During our high school years, she’d create what amounted to an assembly line atop our white Formica kitchen counter to prepare the daily lunches for me and my three brothers. She would quickly layer a sandwich with Oscar Meyer cold cuts and whole wheat bread (my favorite was bologna with mustard), and gather together precisely-cut celery and carrots with an apple for dessert. All this was carefully stacked inside a brown paper bag that was labeled with our name in black magic marker. The top of the bag was neatly folded over three times and stapled shut. To this day, Mom is still a packaging genius.
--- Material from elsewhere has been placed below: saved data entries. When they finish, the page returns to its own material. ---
//! IPC server implementation
//!
//! Newline-delimited JSON over TCP, bound to 127.0.0.1 only.

use std::sync::Arc;

use anyhow::{Context, Result};
use tokio::io::{AsyncBufReadExt, AsyncReadExt, AsyncWriteExt, BufReader};
use tokio::net::{TcpListener, TcpStream};

use hb_core::ipc::{encode_line, IpcRequest, IpcResponse};

use crate::state::HarborState;

/// Longest request line accepted, newline included
pub const MAX_REQUEST_BYTES: usize = 64 * 1024;

pub struct IpcServer {
    listener: TcpListener,
    state: Arc<HarborState>,
}

impl IpcServer {
    /// Bind the listener. Binding separately from `run` lets callers fail
    /// fast when the port is taken.
    pub async fn bind(address: &str, state: Arc<HarborState>) -> Result<Self> {
        let listener = TcpListener::bind(address)
            .await
            .with_context(|| format!("Failed to bind IPC server to {}", address))?;
        tracing::info!("IPC server listening on {}", address);
        Ok(Self { listener, state })
    }

    pub fn local_addr(&self) -> Result<std::net::SocketAddr> {
        Ok(self.listener.local_addr()?)
    }

    /// Serve clients until the daemon shuts down
    pub async fn run(self) {
        let shutdown = self.state.shutdown.clone();
        loop {
            let accepted = tokio::select! {
                accepted = self.listener.accept() => accepted,
                _ = shutdown.cancelled() => break,
            };
            match accepted {
                Ok((stream, peer_addr)) => {
                    if !peer_addr.ip().is_loopback() {
                        tracing::warn!("Rejected non-localhost connection from {}", peer_addr);
                        continue;
                    }
                    let state = Arc::clone(&self.state);
                    tokio::spawn(async move {
                        if let Err(e) = handle_client(stream, state).await {
                            tracing::warn!("IPC client error: {}", e);
                        }
                    });
                }
                Err(e) => {
                    tracing::error!("Failed to accept IPC connection: {}", e);
                }
            }
        }
        tracing::debug!("IPC server stopped");
    }
}

async fn handle_client(stream: TcpStream, state: Arc<HarborState>) -> Result<()> {
    let (reader, mut writer) = stream.into_split();
    let mut reader = BufReader::new(reader);
    let mut line = String::new();

    loop {
        line.clear();
        let read = (&mut reader)
            .take(MAX_REQUEST_BYTES as u64 + 1)
            .read_line(&mut line)
            .await?;
        if read == 0 {
            break;
        }
        if read > MAX_REQUEST_BYTES {
            let response = IpcResponse::Error {
                message: format!("Request exceeds {} bytes", MAX_REQUEST_BYTES),
            };
            writer.write_all(encode_line(&response)?.as_bytes()).await?;
            tracing::warn!("Closed IPC client after an oversized request");
            break;
        }
        let trimmed = line.trim();
        if trimmed.is_empty() {
            continue;
        }

        let response = match serde_json::from_str::<IpcRequest>(trimmed) {
            Ok(request) => handle_request(request, &state).await,
            Err(e) => IpcResponse::Error {
                message: format!("Invalid request: {}", e),
            },
        };
        writer.write_all(encode_line(&response)?.as_bytes()).await?;
    }
    Ok(())
}

async fn handle_request(request: IpcRequest, state: &HarborState) -> IpcResponse {
    match request {
        IpcRequest::Ping => IpcResponse::Pong,

        IpcRequest::GetStatus => IpcResponse::Status(state.daemon_status()),

        IpcRequest::Restart { name } => match state.orchestrator.restart(&name).await {
            Ok(()) => IpcResponse::Ok,
            Err(e) => IpcResponse::Error {
                message: e.to_string(),
            },
        },

        IpcRequest::Classify { destination } => {
            let verdict = state.policy.classify(&destination);
            IpcResponse::Classified {
                destination,
                verdict,
            }
        }

        IpcRequest::Shutdown => {
            tracing::info!("Shutdown requested via IPC");
            state.shutdown.cancel();
            IpcResponse::Ok
        }
    }
}
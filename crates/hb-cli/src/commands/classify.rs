//! Classify command implementation

use std::path::Path;

use anyhow::{Context, Result};

use crate::ipc::HarborClient;
use hb_core::config::load_config;
use hb_orchestrator::policy::RuleSet;

/// Classify a destination.
///
/// Locally against the configured rule set, or through the running
/// orchestrator's live rule set with `via_daemon`.
pub async fn classify_command(config_path: &Path, destination: &str, via_daemon: bool) -> Result<()> {
    if via_daemon {
        let mut client = HarborClient::new(super::ipc_address(config_path));
        let verdict = client.classify(destination).await?;
        println!("{} -> {}", destination, verdict);
        return Ok(());
    }

    let config = load_config(config_path)
        .with_context(|| format!("Failed to load config from {}", config_path.display()))?;
    let rules = RuleSet::compile(&config.policy)?;
    let decision = rules.classify(destination);
    match decision.rule {
        Some(rule) => println!(
            "{} -> {} (rule '{}')",
            destination, decision.verdict, rule.pattern
        ),
        None => println!("{} -> {}", destination, decision.verdict),
    }
    Ok(())
}
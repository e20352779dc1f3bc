//! Core trait definitions

mod probe;

pub use probe::HealthProbe;
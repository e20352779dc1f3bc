//! Built-in scenarios, run by `harbor test` in this order

use std::process::Stdio;
use std::sync::atomic::{AtomicUsize, Ordering};
use std::sync::Arc;
use std::time::Duration;

use async_trait::async_trait;
use hb_core::config::Pattern;
use hb_core::types::{LifecycleState, Verdict};
use tokio::sync::Mutex;

use super::{HarnessContext, Scenario};
use crate::reclaim::ReclaimOutcome;
use crate::watcher::{FileChange, FnReaction, PollOutcome, WatchedFile};

pub const BUILTIN_SCENARIOS: &[&str] = &[
    "port-conflict-resolution",
    "service-startup-sequence",
    "environment-variable-access",
    "policy-enforcement",
    "config-change-reaction",
];

pub fn builtin_scenarios() -> Vec<Arc<dyn Scenario>> {
    vec![
        Arc::new(PortConflictResolution::default()),
        Arc::new(ServiceStartupSequence),
        Arc::new(EnvironmentVariableAccess),
        Arc::new(PolicyEnforcement),
        Arc::new(ConfigChangeReaction::default()),
    ]
}

/// Occupy a free port with a foreign process, reclaim it, and check that a
/// second reclaim is a no-op.
#[derive(Default)]
struct PortConflictResolution {
    occupant: Mutex<Option<u32>>,
}

#[async_trait]
impl Scenario for PortConflictResolution {
    fn name(&self) -> &str {
        "port-conflict-resolution"
    }

    async fn check(&self, ctx: &HarnessContext) -> Result<String, String> {
        let reclaimer = crate::reclaim::PortReclaimer::new(
            ctx.state.orchestrator.config().shutdown.grace_period,
        );

        let Some(template) = ctx.occupant.as_ref().filter(|t| !t.is_empty()) else {
            // Nothing to evict; idempotence on a free port is still checked
            let port = free_port()?;
            return match (reclaimer.reclaim(port).await, reclaimer.reclaim(port).await) {
                (ReclaimOutcome::AlreadyFree, ReclaimOutcome::AlreadyFree) => Ok(format!(
                    "port {} reported free twice (no occupant command configured)",
                    port
                )),
                other => Err(format!("unexpected outcomes on free port {}: {:?}", port, other)),
            };
        };

        let port = free_port()?;
        let args: Vec<String> = template
            .iter()
            .map(|a| a.replace("{port}", &port.to_string()))
            .collect();
        let mut child = tokio::process::Command::new(&args[0])
            .args(&args[1..])
            .stdin(Stdio::null())
            .stdout(Stdio::null())
            .stderr(Stdio::null())
            .spawn()
            .map_err(|e| format!("failed to start occupant: {}", e))?;
        let occupant_pid = child
            .id()
            .ok_or_else(|| "occupant exited immediately".to_string())?;
        *self.occupant.lock().await = Some(occupant_pid);
        // Reap as soon as it exits so it never lingers as a zombie
        tokio::spawn(async move {
            let _ = child.wait().await;
        });

        wait_until_listening(port, Duration::from_secs(10)).await?;

        match reclaimer.reclaim(port).await {
            ReclaimOutcome::Freed { pids } if pids.contains(&occupant_pid) => {}
            other => return Err(format!("expected occupant to be freed, got {:?}", other)),
        }
        for attempt in 0..2 {
            let outcome = reclaimer.reclaim(port).await;
            if outcome != ReclaimOutcome::AlreadyFree {
                return Err(format!("reclaim #{} after eviction returned {:?}", attempt + 2, outcome));
            }
        }
        Ok(format!("occupant of port {} terminated; repeat reclaims were no-ops", port))
    }

    async fn teardown(&self, _ctx: &HarnessContext) {
        if let Some(pid) = self.occupant.lock().await.take() {
            if hb_core::process::is_process_alive(pid) {
                let _ = hb_core::process::force_kill(pid);
            }
        }
    }
}

/// Start everything and verify each service came up after its dependencies
struct ServiceStartupSequence;

#[async_trait]
impl Scenario for ServiceStartupSequence {
    fn name(&self) -> &str {
        "service-startup-sequence"
    }

    async fn check(&self, ctx: &HarnessContext) -> Result<String, String> {
        let orchestrator = &ctx.state.orchestrator;
        let order = orchestrator.start_order().as_ref().clone();
        if order.is_empty() {
            return Ok("no services configured".into());
        }

        if let Err(e) = orchestrator.start_all().await {
            return Err(format!("start failed: {}", e));
        }

        let config = orchestrator.config();
        for name in &order {
            let snapshot = orchestrator
                .snapshot(name)
                .ok_or_else(|| format!("no record for '{}'", name))?;
            let optional = config.service(name).map_or(false, |s| s.optional);
            if !snapshot.state.is_probed() {
                if optional {
                    continue;
                }
                return Err(format!("'{}' is {}", name, snapshot.state));
            }
            if snapshot.pid.is_none() {
                return Err(format!("'{}' is {} without a process", name, snapshot.state));
            }
            for dep in config.service(name).map(|s| s.depends_on.clone()).unwrap_or_default() {
                let dep_since = orchestrator.snapshot(&dep).map(|s| s.since).unwrap_or(u64::MAX);
                if dep_since > snapshot.since {
                    return Err(format!("'{}' became ready before its dependency '{}'", name, dep));
                }
            }
        }
        Ok(format!("started in order: {}", order.join(" -> ")))
    }
}

/// Every required variable reaches every running service
struct EnvironmentVariableAccess;

#[async_trait]
impl Scenario for EnvironmentVariableAccess {
    fn name(&self) -> &str {
        "environment-variable-access"
    }

    async fn check(&self, ctx: &HarnessContext) -> Result<String, String> {
        let config = ctx.state.orchestrator.config();
        let mut required: Vec<String> = config.harness.required_env.clone();
        for key in config.environment.keys() {
            if !required.contains(key) {
                required.push(key.clone());
            }
        }
        if required.is_empty() {
            return Ok("no environment requirements".into());
        }

        let mut checked = 0;
        for spec in &config.services {
            let merged = config.environment_for(spec);
            for var in &required {
                if !merged.contains_key(var) && std::env::var_os(var).is_none() {
                    return Err(format!("'{}' is not provided to service '{}'", var, spec.name));
                }
            }

            #[cfg(target_os = "linux")]
            if let Some(pid) = ctx.state.orchestrator.snapshot(&spec.name).and_then(|s| s.pid) {
                let environ = std::fs::read(format!("/proc/{}/environ", pid))
                    .map_err(|e| format!("cannot read environment of '{}': {}", spec.name, e))?;
                for var in &required {
                    let prefix = format!("{}=", var);
                    let present = environ
                        .split(|b| *b == 0)
                        .any(|entry| entry.starts_with(prefix.as_bytes()));
                    if !present {
                        return Err(format!(
                            "'{}' missing from running process of '{}'",
                            var, spec.name
                        ));
                    }
                }
            }
            checked += 1;
        }
        Ok(format!(
            "{} variable(s) visible to {} service(s): {}",
            required.len(),
            checked,
            required.join(", ")
        ))
    }
}

/// The active rule set allows the allowlist and catches each rule's sample
struct PolicyEnforcement;

#[async_trait]
impl Scenario for PolicyEnforcement {
    fn name(&self) -> &str {
        "policy-enforcement"
    }

    async fn check(&self, ctx: &HarnessContext) -> Result<String, String> {
        let policy = &ctx.state.policy;
        let config = ctx.state.orchestrator.config();

        for entry in &config.policy.allowlist {
            let verdict = policy.classify(entry);
            if verdict != Verdict::Allow {
                return Err(format!("allowlisted '{}' classified as {}", entry, verdict));
            }
        }

        let rules = config.policy.compile().map_err(|e| e.to_string())?;
        let mut intercepted = 0;
        for rule in &rules {
            let sample = match &rule.pattern {
                Pattern::IpPrefix(prefix) => {
                    let missing = 4 - prefix.matches('.').count();
                    format!("{}{}", prefix, vec!["1"; missing].join("."))
                }
                Pattern::DomainSuffix(suffix) => format!("harbor-probe{}", suffix),
                Pattern::Domain(domain) => domain.clone(),
            };
            if config
                .policy
                .allowlist
                .iter()
                .any(|a| a.eq_ignore_ascii_case(&sample))
            {
                continue;
            }
            let verdict = policy.classify(&sample);
            if verdict == Verdict::Allow {
                return Err(format!("'{}' escaped rule '{}'", sample, rule.pattern));
            }
            intercepted += 1;
        }

        Ok(format!(
            "{} allowlist entries allowed, {} rule samples intercepted",
            config.policy.allowlist.len(),
            intercepted
        ))
    }
}

/// A watched file edit is seen within one poll and reacted to exactly once
#[derive(Default)]
struct ConfigChangeReaction {
    dir: Mutex<Option<tempfile::TempDir>>,
}

#[async_trait]
impl Scenario for ConfigChangeReaction {
    fn name(&self) -> &str {
        "config-change-reaction"
    }

    async fn setup(&self, _ctx: &HarnessContext) -> Result<(), String> {
        let dir = tempfile::TempDir::new().map_err(|e| e.to_string())?;
        *self.dir.lock().await = Some(dir);
        Ok(())
    }

    async fn check(&self, _ctx: &HarnessContext) -> Result<String, String> {
        let path = {
            let dir = self.dir.lock().await;
            let dir = dir.as_ref().ok_or("no scratch directory")?;
            dir.path().join("state.json")
        };
        tokio::fs::write(&path, r#"{"revision":1}"#)
            .await
            .map_err(|e| e.to_string())?;

        let calls = Arc::new(AtomicUsize::new(0));
        let counter = calls.clone();
        let reaction = FnReaction(move |_change: FileChange| {
            let counter = counter.clone();
            async move {
                counter.fetch_add(1, Ordering::SeqCst);
                Ok(())
            }
        });
        let mut watched =
            WatchedFile::new(&path, Duration::from_millis(50), Arc::new(reaction)).await;

        if watched.poll().await != PollOutcome::Unchanged {
            return Err("reaction fired without a change".into());
        }
        tokio::fs::write(&path, r#"{"revision":2}"#)
            .await
            .map_err(|e| e.to_string())?;
        if watched.poll().await != PollOutcome::Reacted {
            return Err("edit not detected on the next poll".into());
        }
        for _ in 0..3 {
            watched.poll().await;
        }

        match calls.load(Ordering::SeqCst) {
            1 => Ok("edit detected on the next poll, one reaction".into()),
            n => Err(format!("expected exactly one reaction, saw {}", n)),
        }
    }

    async fn teardown(&self, _ctx: &HarnessContext) {
        self.dir.lock().await.take();
    }
}

fn free_port() -> Result<u16, String> {
    std::net::TcpListener::bind("127.0.0.1:0")
        .and_then(|l| l.local_addr())
        .map(|a| a.port())
        .map_err(|e| format!("no free port: {}", e))
}

async fn wait_until_listening(port: u16, timeout: Duration) -> Result<(), String> {
    let deadline = tokio::time::Instant::now() + timeout;
    while tokio::time::Instant::now() < deadline {
        if tokio::net::TcpStream::connect(("127.0.0.1", port)).await.is_ok() {
            return Ok(());
        }
        tokio::time::sleep(Duration::from_millis(50)).await;
    }
    Err(format!("occupant never listened on port {}", port))
}
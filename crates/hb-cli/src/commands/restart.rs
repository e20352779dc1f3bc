//! Restart command implementation

use anyhow::{Context, Result};

use crate::ipc::HarborClient;
use crate::output::print_success;

pub async fn restart_command(client: &mut HarborClient, name: &str) -> Result<()> {
    client
        .restart(name)
        .await
        .with_context(|| format!("Failed to restart '{}'", name))?;
    print_success(&format!("Restarted '{}'", name));
    Ok(())
}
The trip to school was a long one, so instead of carrying a beverage, we were given milk money. After years of harboring guilt, I must finally confess that there were many times I did not use the coins to buy milk.
It was a horrific example of teen rebellion. The worst. Even though I was aware of the importance of milk in building strong healthy, bones, I would brazenly walk past the milk case, hand over my loose change to Mrs. Rindethorsen and purchase … yikes … Devil Dogs!
Yes, now the story can be told. Even at the tender age of 15, I was addicted to cake. Oh, I would eat the apple in my sack lunch, but I was also secretly supplementing my pubescent diet with cream-filled cakes.
For the snack cake challenged, here’s a quick primer. A Devil Dog is made of two slender layers of chocolaty, devil’s food cake with cream filling between. It’s sort of a “cake sandwich” in the shape of a hot dog bun. Devil Dogs are sold by the Drake’s Cakes Company based in New Jersey. Founder Newman E. Drake started a business selling pound cake by the slice in Brooklyn in 1888.
Growing up in the 60’s and 70’s we were bombarded by commercial messages for snack cakes – Hostess Twinkies, Hostess Cupcakes, Drake’s Ring Dings and Devil Dogs and Dolly Madison Cakes, which were a longtime sponsor of the Charlie Brown television specials. The competition for our adolescent brand loyalty was fierce. In what has now become a curious case of a corporate confection conglomerate Interstate Bakeries today owns all of the competitor companies – Drake’s Cakes, Hostess Cakes, Twinkies and Dolly Madison Cakes.
What drew me to Devil Dogs, when most of my peers were smoking in the Boy’s Room? Devil Dogs were a soothing, rich respite from the monotony of Earth Science, the mental anguish of Algebra which made my head hurt, or the perils of Chemistry Lab which quite frankly terrified me. Much like Mrs. Kast’s English Literature Class, Devil Dogs fed my restless teenage soul with something sweet and just a bit poetic – at least according to my embryonic view of the world at the time. Devil Dogs gave me a reason to persevere, to slog through Health class and gym, because I knew something luscious and just a bit illicit awaited me at lunch.
I haven’t eaten a Devil Dog in years, although I have been known to scarf a Twinkie from time to time. So, when the February issue of Gourmet magazine arrives, featuring a recipe for Devil Dog Cake inspired by the original, I can’t resist the urge to bake it. Now, you may ask, Is Gourmet slumming? Let me tell you – anyone who turns up their nose at this recipe because of its humble, mass-produced, mass-marketed snack cake origins is missing a taste of heaven. I’m not quite sure how they managed to capture that true Devil Doggy essence, but it tastes like the genuine article, and ten times better. Ruth Reichl is a genius.
I share a slice with Mom and confess the whole story of the diverted milk funds. After all these years, she deserves to know, and it is good to get it off my chest. Fortunately, Mom is very forgiving, particularly when I’m handing out squares of chocolate cake with marshmallow frosting. And, I didn’t turn out too badly, either. I still eat apples regularly.